WHAT TO PRODUCE »
Below are the records; collect from them each line containing the string "Only".

------ EXTRACTED RECORDS

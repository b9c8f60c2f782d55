//! Repology Wikidata bot CLI
//!
//! Compares Repology package data with Wikidata claims, writes reports and
//! optionally adds missing package claims to Wikidata.

use std::io::{self, BufRead, IsTerminal, Write};
use std::path::PathBuf;

use clap::Parser;
use repology_wikidata_bot::{
    error::Result,
    models::{Blacklist, Config},
    pipeline::{self, ActionPerformer, AnalysisOptions, report},
    reports,
    services::RepologyClient,
    store::WikidataStore,
};

/// Repology to Wikidata package reconciliation bot
#[derive(Parser, Debug)]
#[command(
    name = "repology-wikidata-bot",
    version,
    about = "Reconcile Wikidata package properties with Repology"
)]
struct Cli {
    /// Path to the TOML configuration file
    #[arg(short, long, default_value = "config.toml")]
    config: PathBuf,

    /// Repology projects API endpoint
    #[arg(long)]
    repology_api: Option<String>,

    /// First project to process
    #[arg(short, long)]
    from: Option<String>,

    /// Last project to process
    #[arg(short, long)]
    to: Option<String>,

    /// Project name or Wikidata item to skip
    #[arg(short = 'x', long = "exclude")]
    exclude: Vec<String>,

    /// File with project names or Wikidata items to skip, one per line
    #[arg(short, long = "blacklist")]
    blacklist: Vec<PathBuf>,

    /// Only report, never modify Wikidata
    #[arg(short = 'n', long)]
    dry_run: bool,

    /// Apply changes without asking for confirmation
    #[arg(short = 'y', long)]
    yes: bool,

    /// Increase verbosity (-v shows URLs, -vv enables debug logs)
    #[arg(short, long, action = clap::ArgAction::Count)]
    verbose: u8,

    /// Suppress progress output
    #[arg(short, long)]
    quiet: bool,

    /// Only check these repositories or properties
    #[arg(short, long = "repo")]
    repo: Vec<String>,

    /// Write an HTML report to this path
    #[arg(long)]
    html: Option<PathBuf>,

    /// Write a JSON report to this path
    #[arg(long)]
    json: Option<PathBuf>,

    /// Maximum Repology values per mapping before additions are skipped
    #[arg(long)]
    max_entries: Option<usize>,

    /// Disable colored output
    #[arg(long)]
    no_color: bool,
}

/// Initialize logging based on verbosity flag.
fn init_logging(verbose: u8) {
    let level = if verbose > 1 { "debug" } else { "info" };
    env_logger::Builder::from_env(env_logger::Env::default().default_filter_or(level))
        .format_timestamp_secs()
        .init();
}

/// Configuration with file, environment and flag overrides applied.
fn load_config(cli: &Cli) -> Result<Config> {
    let mut config = if cli.config.exists() {
        let config = Config::load(&cli.config)?;
        log::info!("Loaded configuration from {}", cli.config.display());
        config
    } else {
        Config::load_or_default(&cli.config)
    };

    config.apply_env();
    if let Some(api_url) = &cli.repology_api {
        config.repology.api_url = api_url.clone();
    }
    if let Some(max_entries) = cli.max_entries {
        config.set_max_entries(max_entries);
    }
    config.validate()?;
    Ok(config)
}

fn load_blacklist(cli: &Cli) -> Result<Blacklist> {
    let mut blacklist = Blacklist::default();
    for path in &cli.blacklist {
        blacklist.merge(Blacklist::load(path)?);
    }
    blacklist.extend(&cli.exclude);
    if !blacklist.is_empty() {
        log::info!("Excluding {} projects or items", blacklist.len());
    }
    Ok(blacklist)
}

fn confirm(count: usize) -> Result<bool> {
    eprint!("Apply {count} actions? [y/N] ");
    io::stderr().flush()?;
    let mut answer = String::new();
    io::stdin().lock().read_line(&mut answer)?;
    let answer = answer.trim().to_lowercase();
    Ok(matches!(answer.as_str(), "y" | "yes"))
}

/// Main entry point for the CLI application.
#[tokio::main]
async fn main() -> Result<()> {
    let cli = Cli::parse();
    init_logging(cli.verbose);

    let config = load_config(&cli)?;
    let blacklist = load_blacklist(&cli)?;

    let source = RepologyClient::new(&config.repology)?;
    let store = WikidataStore::new(&config.wikidata)?;

    let options = AnalysisOptions {
        from: cli.from.clone(),
        to: cli.to.clone(),
        repo_filter: cli.repo.clone(),
        show_progress: !cli.quiet && io::stderr().is_terminal(),
    };

    let analysis = pipeline::run_analysis(&source, &store, &config, blacklist, &options).await?;
    let items = pipeline::aggregate_report(analysis.actions);

    let color = !cli.no_color && io::stderr().is_terminal();
    eprint!(
        "{}",
        reports::format_text_report(&items, cli.verbose > 0, color)
    );

    if let Some(path) = &cli.html {
        std::fs::write(path, reports::format_html_report(&items))?;
        log::info!("HTML report saved to {}", path.display());
    }
    if let Some(path) = &cli.json {
        std::fs::write(path, reports::format_json_report(&items)?)?;
        log::info!("JSON report saved to {}", path.display());
    }

    log::info!(
        "{} projects, {} items, {} report entries, {} actions",
        analysis.projects_seen,
        analysis.keys,
        items.len(),
        report::action_count(&items)
    );
    for (kind, count) in report::count_by_kind(&items) {
        log::info!("    {kind}: {count}");
    }

    let performable = items
        .iter()
        .flat_map(|item| &item.actions)
        .filter(|action| pipeline::is_performable(action))
        .count();

    if cli.dry_run || performable == 0 {
        log::info!("Nothing applied");
        return Ok(());
    }

    if !cli.yes && !confirm(performable)? {
        log::info!("Skipping changes");
        return Ok(());
    }

    let performer = ActionPerformer::new(&store, config.wikidata.edit_summary.as_str());
    let summary = performer.perform_all(&items).await;
    log::info!(
        "Applied {} actions, {} failed",
        summary.applied,
        summary.failed
    );

    Ok(())
}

------------

OUTPUT FOR THIS TASK »
    /// Only report, never modify Wikidata
    /// Only check these repositories or properties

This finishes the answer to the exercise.